Uso irregular de antibióticos cresce no Brasil e OMS alerta para risco de 10 milhões de mortes anuais até 2050

A resistência antimicrobiana avança, impulsionada pela automedicação, vendas ilegais e prescrições inadequadas; especialistas apontam caminhos e orientam como a população deve agir.

Foto: WILLIAM WEST / AFP.

A Organização Mundial da Saúde (OMS) fez um alerta mundial ao divulgar que a resistência antimicrobiana pode causar até 10 milhões de mortes por ano até 2050, superando o câncer como principal causa de óbitos. Atualmente, mais de 1,27 milhão de pessoas morrem anualmente em decorrência de infecções causadas por bactérias resistentes, mostrando que o problema já é uma realidade global.
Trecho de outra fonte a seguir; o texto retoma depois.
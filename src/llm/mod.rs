//! LLM client abstraction layer
//!
//! This module provides a trait-based abstraction for LLM communication,
//! allowing the GenAI backend and the scripted mock to be used interchangeably.

mod client;
mod genai;
mod mock;
mod types;

pub use ::genai::adapter::AdapterKind;
pub use client::LLMClient;
pub use genai::{qualified_model, require_credential, GenAIClient};
pub use mock::{MockLLMClient, MockResponse};
pub use types::{ChatMessage, LLMRequest, LLMResponse, MessageRole};
//! CLI integration tests
//!
//! These tests run the relaybox binary and verify:
//! - Command parsing and help output
//! - Output formatting
//! - Exit codes when providers or configuration are unusable
//!
//! No test here reaches the network: every provider credential is removed
//! from the child environment, so client construction fails up front.

use std::process::{Command, Output};

const CLEARED_VARS: [&str; 11] = [
    "OPENAI_API_KEY",
    "ANTHROPIC_API_KEY",
    "GEMINI_API_KEY",
    "XAI_API_KEY",
    "GROQ_API_KEY",
    "RELAYBOX_PRIMARY_PROVIDER",
    "RELAYBOX_PRIMARY_MODEL",
    "RELAYBOX_REQUEST_TIMEOUT",
    "RELAYBOX_MAX_TOKENS",
    "RELAYBOX_MAX_MODELS",
    "RUST_LOG",
];

fn relaybox() -> Command {
    let mut cmd = Command::new(env!("CARGO_BIN_EXE_relaybox"));
    for var in CLEARED_VARS {
        cmd.env_remove(var);
    }
    cmd.env("RELAYBOX_LOG_LEVEL", "error");
    cmd
}

fn run(cmd: &mut Command) -> Output {
    cmd.output().expect("Failed to execute relaybox")
}

#[test]
fn test_cli_help() {
    let output = run(relaybox().arg("--help"));

    assert!(output.status.success());
    let stdout = String::from_utf8_lossy(&output.stdout);
    assert!(stdout.contains("ask"));
    assert!(stdout.contains("query"));
    assert!(stdout.contains("models"));
}

#[test]
fn test_cli_version() {
    let output = run(relaybox().arg("--version"));

    assert!(output.status.success());
    let stdout = String::from_utf8_lossy(&output.stdout);
    assert!(stdout.contains(env!("CARGO_PKG_VERSION")));
}

#[test]
fn test_models_human() {
    let output = run(relaybox().arg("models"));

    assert!(output.status.success());
    let stdout = String::from_utf8_lossy(&output.stdout);
    let lines: Vec<&str> = stdout.lines().collect();
    assert_eq!(
        lines,
        vec![
            "1. gemini-2.0-flash (text)",
            "2. gemini-1.5-flash (multimodal)",
            "3. gemini-1.5-pro (advanced)",
            "4. gemini-1.5-flash-8b (lightweight)",
        ]
    );
}

#[test]
fn test_models_json() {
    let output = run(relaybox().args(["models", "--format", "json"]));

    assert!(output.status.success());
    let parsed: serde_json::Value =
        serde_json::from_slice(&output.stdout).expect("models output should be JSON");
    assert_eq!(parsed.as_array().map(|a| a.len()), Some(4));
    assert_eq!(parsed[0]["name"], "gemini-2.0-flash");
}

#[test]
fn test_config_shows_defaults() {
    let output = run(relaybox().arg("config"));

    assert!(output.status.success());
    let stdout = String::from_utf8_lossy(&output.stdout);
    assert!(stdout.contains("gpt-4o-mini"));
}

#[test]
fn test_ask_without_any_credentials_prints_apology() {
    let output = run(relaybox().args(["ask", "What", "is", "Rust?"]));

    assert!(output.status.success());
    let stdout = String::from_utf8_lossy(&output.stdout);
    assert_eq!(
        stdout.trim(),
        "Sorry, something went wrong while processing your request. Please try again later."
    );
}

#[test]
fn test_query_without_secondary_credential_fails() {
    let output = run(relaybox().args(["query", "hello"]));

    assert_eq!(output.status.code(), Some(1));
    assert!(output.stdout.is_empty());
}

#[test]
fn test_invalid_configuration_exits_with_two() {
    let output = run(relaybox()
        .env("RELAYBOX_REQUEST_TIMEOUT", "0")
        .args(["ask", "hello"]));

    assert_eq!(output.status.code(), Some(2));
}

#[test]
fn test_unknown_provider_exits_with_two() {
    let output = run(relaybox()
        .env("RELAYBOX_PRIMARY_PROVIDER", "watson")
        .args(["ask", "hello"]));

    assert_eq!(output.status.code(), Some(2));
    assert!(output.stdout.is_empty());
    let stderr = String::from_utf8_lossy(&output.stderr);
    assert!(stderr.contains("Invalid provider: watson"));
}

#[test]
fn test_non_numeric_limit_exits_with_two() {
    let output = run(relaybox().env("RELAYBOX_MAX_MODELS", "many").arg("config"));

    assert_eq!(output.status.code(), Some(2));
    let stderr = String::from_utf8_lossy(&output.stderr);
    assert!(stderr.contains("RELAYBOX_MAX_MODELS"));
}

#[test]
fn test_config_uses_provider_default_model() {
    let output = run(relaybox()
        .env("RELAYBOX_PRIMARY_PROVIDER", "claude")
        .arg("config"));

    assert!(output.status.success());
    let stdout = String::from_utf8_lossy(&output.stdout);
    assert!(stdout.contains("Primary Model: claude-3-5-haiku-latest"));
}

#[test]
fn test_default_log_level_is_info() {
    let output = run(relaybox()
        .env_remove("RELAYBOX_LOG_LEVEL")
        .args(["query", "hello"]));

    let stderr = String::from_utf8_lossy(&output.stderr);
    assert!(stderr.contains("Querying up to 4 models in parallel mode"));
}

#[test]
fn test_quiet_and_verbose_conflict() {
    let output = run(relaybox().args(["-q", "-v", "models"]));

    assert!(!output.status.success());
    let stderr = String::from_utf8_lossy(&output.stderr);
    assert!(stderr.contains("cannot be used with"));
}
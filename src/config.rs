//! Configuration management for relaybox
//!
//! Settings are loaded from environment variables with sensible defaults.
//!
//! # Environment Variables
//!
//! - `RELAYBOX_PRIMARY_PROVIDER`: primary provider (openai|claude|gemini|grok|groq|ollama) - default: "openai"
//! - `RELAYBOX_PRIMARY_MODEL`: model used for the primary attempt - default: per provider, see [`default_model_for`]
//! - `RELAYBOX_REQUEST_TIMEOUT`: per-request timeout in seconds - default: "60"
//! - `RELAYBOX_MAX_TOKENS`: default response bound - default: "350"
//! - `RELAYBOX_MAX_MODELS`: default number of secondary models per query - default: "4"
//! - `RELAYBOX_LOG_LEVEL`: logging level - default: "info"
//!
//! Provider credentials are read by genai from the standard variables
//! (`OPENAI_API_KEY`, `ANTHROPIC_API_KEY`, `GEMINI_API_KEY`, `XAI_API_KEY`, `GROQ_API_KEY`).

use genai::adapter::AdapterKind;
use std::env;
use std::fmt;
use std::str::FromStr;
use thiserror::Error;

const DEFAULT_REQUEST_TIMEOUT_SECS: u64 = 60;
pub const DEFAULT_LOG_LEVEL: &str = "info";
pub const DEFAULT_MAX_TOKENS: u32 = 350;
pub const DEFAULT_MAX_MODELS: usize = 4;

#[derive(Debug, Error)]
pub enum ConfigError {
    #[error("Invalid provider: {0}. Valid options: openai, claude, gemini, grok, groq, ollama")]
    InvalidProvider(String),

    #[error("Configuration validation failed: {0}")]
    ValidationFailed(String),

    #[error("Failed to parse {field}: {error}")]
    ParseError { field: String, error: String },
}

#[derive(Debug, Clone)]
pub struct RelayboxConfig {
    pub primary_provider: AdapterKind,
    pub primary_model: String,
    pub request_timeout_secs: u64,
    pub max_tokens: u32,
    pub max_models: usize,
    pub log_level: String,
}

/// Maps a user-facing provider name onto a genai adapter
pub fn parse_provider(name: &str) -> Result<AdapterKind, ConfigError> {
    match name.to_lowercase().as_str() {
        "openai" => Ok(AdapterKind::OpenAI),
        "claude" | "anthropic" => Ok(AdapterKind::Anthropic),
        "gemini" => Ok(AdapterKind::Gemini),
        "grok" | "xai" => Ok(AdapterKind::Xai),
        "groq" => Ok(AdapterKind::Groq),
        "ollama" => Ok(AdapterKind::Ollama),
        _ => Err(ConfigError::InvalidProvider(name.to_string())),
    }
}

/// Model used for the primary attempt when `RELAYBOX_PRIMARY_MODEL` is unset
pub fn default_model_for(provider: AdapterKind) -> &'static str {
    match provider {
        AdapterKind::Anthropic => "claude-3-5-haiku-latest",
        AdapterKind::Gemini => "gemini-2.0-flash",
        AdapterKind::Xai => "grok-3-mini",
        AdapterKind::Groq => "llama-3.1-8b-instant",
        AdapterKind::Ollama => "qwen2.5:7b",
        _ => "gpt-4o-mini",
    }
}

fn provider_from_env() -> Result<AdapterKind, ConfigError> {
    match env::var("RELAYBOX_PRIMARY_PROVIDER") {
        Ok(name) => parse_provider(&name),
        Err(_) => Ok(AdapterKind::OpenAI),
    }
}

fn parse_env<T>(key: &str, default: T) -> Result<T, ConfigError>
where
    T: FromStr,
    T::Err: fmt::Display,
{
    match env::var(key) {
        Ok(raw) => raw.trim().parse::<T>().map_err(|e| ConfigError::ParseError {
            field: key.to_string(),
            error: format!("'{}': {}", raw, e),
        }),
        Err(_) => Ok(default),
    }
}

fn model_from_env(provider: AdapterKind) -> String {
    env::var("RELAYBOX_PRIMARY_MODEL").unwrap_or_else(|_| default_model_for(provider).to_string())
}

fn log_level_from_env() -> String {
    env::var("RELAYBOX_LOG_LEVEL")
        .unwrap_or_else(|_| DEFAULT_LOG_LEVEL.to_string())
        .to_lowercase()
}

/// Lenient: unparseable variables fall back to their defaults.
/// Use [`RelayboxConfig::from_env`] to surface them instead.
impl Default for RelayboxConfig {
    fn default() -> Self {
        let primary_provider = provider_from_env().unwrap_or(AdapterKind::OpenAI);

        Self {
            primary_provider,
            primary_model: model_from_env(primary_provider),
            request_timeout_secs: parse_env(
                "RELAYBOX_REQUEST_TIMEOUT",
                DEFAULT_REQUEST_TIMEOUT_SECS,
            )
            .unwrap_or(DEFAULT_REQUEST_TIMEOUT_SECS),
            max_tokens: parse_env("RELAYBOX_MAX_TOKENS", DEFAULT_MAX_TOKENS)
                .unwrap_or(DEFAULT_MAX_TOKENS),
            max_models: parse_env("RELAYBOX_MAX_MODELS", DEFAULT_MAX_MODELS)
                .unwrap_or(DEFAULT_MAX_MODELS),
            log_level: log_level_from_env(),
        }
    }
}

impl RelayboxConfig {
    /// Loads the environment configuration, rejecting unknown providers and
    /// non-numeric limits
    pub fn from_env() -> Result<Self, ConfigError> {
        let primary_provider = provider_from_env()?;

        Ok(Self {
            primary_provider,
            primary_model: model_from_env(primary_provider),
            request_timeout_secs: parse_env(
                "RELAYBOX_REQUEST_TIMEOUT",
                DEFAULT_REQUEST_TIMEOUT_SECS,
            )?,
            max_tokens: parse_env("RELAYBOX_MAX_TOKENS", DEFAULT_MAX_TOKENS)?,
            max_models: parse_env("RELAYBOX_MAX_MODELS", DEFAULT_MAX_MODELS)?,
            log_level: log_level_from_env(),
        })
    }
}

impl RelayboxConfig {
    pub fn validate(&self) -> Result<(), ConfigError> {
        if self.primary_model.trim().is_empty() {
            return Err(ConfigError::ValidationFailed(
                "Primary model name cannot be empty".to_string(),
            ));
        }

        if self.request_timeout_secs == 0 {
            return Err(ConfigError::ValidationFailed(
                "Request timeout must be at least 1 second".to_string(),
            ));
        }
        if self.request_timeout_secs > 3600 {
            return Err(ConfigError::ValidationFailed(
                "Request timeout cannot exceed 1 hour".to_string(),
            ));
        }

        if self.max_tokens == 0 {
            return Err(ConfigError::ValidationFailed(
                "Max tokens must be at least 1".to_string(),
            ));
        }
        if self.max_tokens > 128_000 {
            return Err(ConfigError::ValidationFailed(
                "Max tokens cannot exceed 128000".to_string(),
            ));
        }

        if self.max_models == 0 {
            return Err(ConfigError::ValidationFailed(
                "Max models must be at least 1".to_string(),
            ));
        }

        match self.log_level.as_str() {
            "trace" | "debug" | "info" | "warn" | "error" => {}
            _ => {
                return Err(ConfigError::ValidationFailed(format!(
                    "Invalid log level: {}. Valid options: trace, debug, info, warn, error",
                    self.log_level
                )))
            }
        }

        Ok(())
    }
}

impl fmt::Display for RelayboxConfig {
    fn fmt(&self, f: &mut fmt::Formatter<'_>) -> fmt::Result {
        writeln!(f, "Relaybox Configuration:")?;
        writeln!(f, "  Primary Provider: {:?}", self.primary_provider)?;
        writeln!(f, "  Primary Model: {}", self.primary_model)?;
        writeln!(f, "  Request Timeout: {}s", self.request_timeout_secs)?;
        writeln!(f, "  Max Tokens: {}", self.max_tokens)?;
        writeln!(f, "  Max Models: {}", self.max_models)?;
        writeln!(f, "  Log Level: {}", self.log_level)?;
        Ok(())
    }
}

#[cfg(test)]
mod tests {
    use super::*;
    use serial_test::serial;

    struct EnvGuard {
        key: String,
        old_value: Option<String>,
    }

    impl EnvGuard {
        fn set(key: &str, value: &str) -> Self {
            let old_value = env::var(key).ok();
            env::set_var(key, value);
            Self {
                key: key.to_string(),
                old_value,
            }
        }

        fn unset(key: &str) -> Self {
            let old_value = env::var(key).ok();
            env::remove_var(key);
            Self {
                key: key.to_string(),
                old_value,
            }
        }
    }

    impl Drop for EnvGuard {
        fn drop(&mut self) {
            match &self.old_value {
                Some(v) => env::set_var(&self.key, v),
                None => env::remove_var(&self.key),
            }
        }
    }

    fn valid_config() -> RelayboxConfig {
        RelayboxConfig {
            primary_provider: AdapterKind::OpenAI,
            primary_model: "gpt-4o-mini".to_string(),
            request_timeout_secs: 60,
            max_tokens: 350,
            max_models: 4,
            log_level: "info".to_string(),
        }
    }

    #[test]
    #[serial]
    fn test_default_configuration() {
        let _guards = [
            EnvGuard::unset("RELAYBOX_PRIMARY_PROVIDER"),
            EnvGuard::unset("RELAYBOX_PRIMARY_MODEL"),
            EnvGuard::unset("RELAYBOX_REQUEST_TIMEOUT"),
            EnvGuard::unset("RELAYBOX_MAX_TOKENS"),
            EnvGuard::unset("RELAYBOX_MAX_MODELS"),
            EnvGuard::unset("RELAYBOX_LOG_LEVEL"),
        ];

        let config = RelayboxConfig::default();

        assert!(matches!(config.primary_provider, AdapterKind::OpenAI));
        assert_eq!(config.primary_model, "gpt-4o-mini");
        assert_eq!(config.request_timeout_secs, DEFAULT_REQUEST_TIMEOUT_SECS);
        assert_eq!(config.max_tokens, DEFAULT_MAX_TOKENS);
        assert_eq!(config.max_models, DEFAULT_MAX_MODELS);
        assert_eq!(config.log_level, DEFAULT_LOG_LEVEL);
    }

    #[test]
    #[serial]
    fn test_environment_variable_parsing() {
        let _guards = [
            EnvGuard::set("RELAYBOX_PRIMARY_PROVIDER", "claude"),
            EnvGuard::set("RELAYBOX_PRIMARY_MODEL", "claude-3-5-haiku-latest"),
            EnvGuard::set("RELAYBOX_REQUEST_TIMEOUT", "15"),
            EnvGuard::set("RELAYBOX_MAX_TOKENS", "1024"),
            EnvGuard::set("RELAYBOX_MAX_MODELS", "2"),
            EnvGuard::set("RELAYBOX_LOG_LEVEL", "DEBUG"),
        ];

        let config = RelayboxConfig::default();

        assert!(matches!(config.primary_provider, AdapterKind::Anthropic));
        assert_eq!(config.primary_model, "claude-3-5-haiku-latest");
        assert_eq!(config.request_timeout_secs, 15);
        assert_eq!(config.max_tokens, 1024);
        assert_eq!(config.max_models, 2);
        assert_eq!(config.log_level, "debug");
    }

    #[test]
    #[serial]
    fn test_default_model_routes_to_configured_provider() {
        let _model = EnvGuard::unset("RELAYBOX_PRIMARY_MODEL");

        for name in ["openai", "claude", "gemini", "grok", "groq", "ollama"] {
            let _provider = EnvGuard::set("RELAYBOX_PRIMARY_PROVIDER", name);
            let config = RelayboxConfig::default();

            assert_eq!(
                AdapterKind::from_model(&config.primary_model).unwrap(),
                config.primary_provider,
                "default model {} for {}",
                config.primary_model,
                name
            );
        }
    }

    #[test]
    #[serial]
    fn test_from_env_rejects_unknown_provider() {
        let _guard = EnvGuard::set("RELAYBOX_PRIMARY_PROVIDER", "watson");

        match RelayboxConfig::from_env() {
            Err(ConfigError::InvalidProvider(name)) => assert_eq!(name, "watson"),
            other => panic!("Expected InvalidProvider, got {:?}", other),
        }
        assert!(matches!(
            RelayboxConfig::default().primary_provider,
            AdapterKind::OpenAI
        ));
    }

    #[test]
    #[serial]
    fn test_from_env_rejects_non_numeric_limits() {
        let _provider = EnvGuard::unset("RELAYBOX_PRIMARY_PROVIDER");

        for key in [
            "RELAYBOX_REQUEST_TIMEOUT",
            "RELAYBOX_MAX_TOKENS",
            "RELAYBOX_MAX_MODELS",
        ] {
            let _guard = EnvGuard::set(key, "lots");

            match RelayboxConfig::from_env() {
                Err(ConfigError::ParseError { field, error }) => {
                    assert_eq!(field, key);
                    assert!(error.contains("lots"));
                }
                other => panic!("Expected ParseError for {}, got {:?}", key, other),
            }
        }
    }

    #[test]
    #[serial]
    fn test_default_ignores_non_numeric_limits() {
        let _guard = EnvGuard::set("RELAYBOX_MAX_MODELS", "-3");

        assert_eq!(RelayboxConfig::default().max_models, DEFAULT_MAX_MODELS);
    }

    #[test]
    #[serial]
    fn test_from_env_matches_default_for_valid_environment() {
        let _guards = [
            EnvGuard::set("RELAYBOX_PRIMARY_PROVIDER", "gemini"),
            EnvGuard::unset("RELAYBOX_PRIMARY_MODEL"),
            EnvGuard::set("RELAYBOX_MAX_TOKENS", " 512 "),
            EnvGuard::unset("RELAYBOX_REQUEST_TIMEOUT"),
            EnvGuard::unset("RELAYBOX_MAX_MODELS"),
        ];

        let config = RelayboxConfig::from_env().unwrap();
        assert!(matches!(config.primary_provider, AdapterKind::Gemini));
        assert_eq!(config.primary_model, "gemini-2.0-flash");
        assert_eq!(config.max_tokens, 512);
    }

    #[test]
    fn test_parse_provider() {
        assert!(matches!(parse_provider("Gemini"), Ok(AdapterKind::Gemini)));
        assert!(matches!(parse_provider("grok"), Ok(AdapterKind::Xai)));
        assert!(matches!(
            parse_provider("watson"),
            Err(ConfigError::InvalidProvider(_))
        ));
    }

    #[test]
    fn test_validation_valid() {
        assert!(valid_config().validate().is_ok());
    }

    #[test]
    fn test_validation_rejects_zero_values() {
        let config = RelayboxConfig {
            max_tokens: 0,
            ..valid_config()
        };
        assert!(config.validate().is_err());

        let config = RelayboxConfig {
            max_models: 0,
            ..valid_config()
        };
        assert!(config.validate().is_err());

        let config = RelayboxConfig {
            request_timeout_secs: 0,
            ..valid_config()
        };
        assert!(config.validate().is_err());
    }

    #[test]
    fn test_validation_invalid_log_level() {
        let config = RelayboxConfig {
            log_level: "loud".to_string(),
            ..valid_config()
        };

        match config.validate() {
            Err(ConfigError::ValidationFailed(msg)) => assert!(msg.contains("loud")),
            other => panic!("Expected ValidationFailed, got {:?}", other),
        }
    }

    #[test]
    fn test_display() {
        let rendered = valid_config().to_string();
        assert!(rendered.contains("Primary Model: gpt-4o-mini"));
        assert!(rendered.contains("Max Models: 4"));
    }
}
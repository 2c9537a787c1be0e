//! Multi-model query executor
//!
//! Fans one conversation out to several secondary-provider models at once,
//! joins every call, then reduces the outcomes by aggregation mode.
//!
//! In `fallback` mode the first success in catalog order wins, but sibling
//! calls are not cancelled: every launched call runs to completion so that
//! its result is logged.

use super::catalog::{ModelCatalog, ModelDescriptor};
use super::options::{AggregationMode, QueryOptions};
use super::outcome::ModelOutcome;
use super::prompt::flatten_messages;
use crate::error::BackendError;
use crate::llm::{ChatMessage, LLMClient, LLMRequest};
use crate::providers::ProviderClients;
use futures_util::future::join_all;
use std::sync::Arc;
use tracing::{debug, info, warn};

pub struct MultiModelExecutor {
    clients: Arc<ProviderClients>,
    catalog: ModelCatalog,
}

impl MultiModelExecutor {
    pub fn new(clients: Arc<ProviderClients>) -> Self {
        Self::with_catalog(clients, ModelCatalog::default())
    }

    pub fn with_catalog(clients: Arc<ProviderClients>, catalog: ModelCatalog) -> Self {
        Self { clients, catalog }
    }

    /// Queries the leading catalog models concurrently and reduces their outcomes.
    ///
    /// Per-model failures never surface as errors; only a secondary provider
    /// that cannot be initialized does.
    pub async fn process_multi_model_query(
        &self,
        messages: &[ChatMessage],
        options: &QueryOptions,
    ) -> Result<Vec<ModelOutcome>, BackendError> {
        let options = options.normalized();
        let client = self.clients.secondary().await?;

        let selected = self.catalog.select(options.max_models);
        let prompt = flatten_messages(messages);

        debug!(
            mode = %options.mode,
            models = selected.len(),
            max_tokens = options.max_tokens,
            "Dispatching multi-model query"
        );

        let calls = selected.iter().map(|descriptor| {
            query_model(client.as_ref(), descriptor, &prompt, options.max_tokens)
        });
        let outcomes = join_all(calls).await;

        let succeeded = outcomes.iter().filter(|o| o.succeeded).count();
        info!(
            "Multi-model query settled: {}/{} models succeeded",
            succeeded,
            outcomes.len()
        );

        Ok(reduce(outcomes, options.mode))
    }
}

async fn query_model(
    client: &dyn LLMClient,
    descriptor: &ModelDescriptor,
    prompt: &str,
    max_tokens: u32,
) -> ModelOutcome {
    let request = LLMRequest::new(vec![ChatMessage::user(prompt)])
        .with_model(descriptor.name)
        .with_max_tokens(max_tokens);

    let result = client.chat(request).await.and_then(|response| {
        if response.is_blank() {
            Err(BackendError::EmptyResponse {
                model: descriptor.name.to_string(),
            })
        } else {
            Ok(response)
        }
    });

    match result {
        Ok(response) => {
            debug!(
                model = descriptor.name,
                elapsed_ms = response.response_time.as_millis() as u64,
                "Model call succeeded"
            );
            ModelOutcome::success(descriptor, response.content)
        }
        Err(e) => {
            warn!("Model {} failed: {}", descriptor.name, e);
            ModelOutcome::failure(descriptor)
        }
    }
}

/// Reduces launch-ordered outcomes according to `mode`
pub fn reduce(outcomes: Vec<ModelOutcome>, mode: AggregationMode) -> Vec<ModelOutcome> {
    match mode {
        AggregationMode::Parallel => outcomes.into_iter().filter(|o| o.succeeded).collect(),
        AggregationMode::Fallback => {
            let winner = outcomes
                .into_iter()
                .find(|o| o.succeeded)
                .unwrap_or_else(ModelOutcome::exhausted);
            vec![winner]
        }
    }
}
No Brasil, o panorama não é diferente. Dados da Sociedade Brasileira de Infectologia (SBI) revelam que um terço da população ainda consome antibióticos sem receita médica, desrespeitando as exigências da Agência Nacional de Vigilância Sanitária (Anvisa). Pequenas farmácias continuam vendendo esses medicamentos de forma irregular, respondendo por 27% das aquisições ilegais. Entre os antibióticos mais utilizados estão a azitromicina — com 21 milhões de unidades vendidas no primeiro semestre de 2025, alta de 5% — e a cefalexina — com 19,8 milhões de unidades, queda de 4,5%. Ambos são indicados para infecções específicas, mas frequentemente utilizados de forma inadequada, sobretudo em casos virais, nos quais não possuem qualquer eficácia.

O novo alerta global da OMS reforça a necessidade urgente de ações coordenadas entre governos, instituições de saúde e sociedade civil. A entidade defende ampliação de campanhas educativas, investimentos em exames diagnósticos, programas de conscientização e políticas mais rígidas de fiscalização contra vendas irregulares. Além disso, a integração entre diferentes áreas da saúde é considerada fundamental para conter o avanço de bactérias resistentes.

Apesar dos esforços, desafios sérios persistem. O uso inadequado de antibióticos causa falhas terapêuticas, danos ao fígado e rins, compromete a microbiota intestinal e agrava quadros infecciosos. A resistência antimicrobiana já coloca em risco tratamentos essenciais como cirurgias, quimioterapias e transplantes. Falhas hospitalares também preocupam: 20% das unidades, segundo a SBI, não ajustam corretamente dosagens e 87,7% prescrevem sem exames laboratoriais adequados, aumentando erros e custos das internações.

Diante desse quadro, especialistas alertam que a população precisa adotar medidas imediatas. Nunca usar antibióticos sem prescrição médica é essencial, pois somente profissionais habilitados podem identificar se a infecção é bacteriana. Outro ponto crucial é cumprir o tratamento até o fim, evitando interrupções que favorecem a seleção de bactérias resistentes. Evitar pressionar médicos por antibióticos em casos virais, como gripes e resfriados, também é fundamental. A população deve denunciar farmácias que vendem antibióticos sem receita e seguir corretamente horários e dosagens. Manter exames atualizados, quando possível, contribui para diagnósticos mais precisos e uso racional dos medicamentos.

O alerta da OMS deixa claro que combater a resistência antimicrobiana exige ações governamentais e responsabilidade individual. Sem mobilização coletiva, o mundo pode enfrentar uma das maiores crises sanitárias das próximas décadas.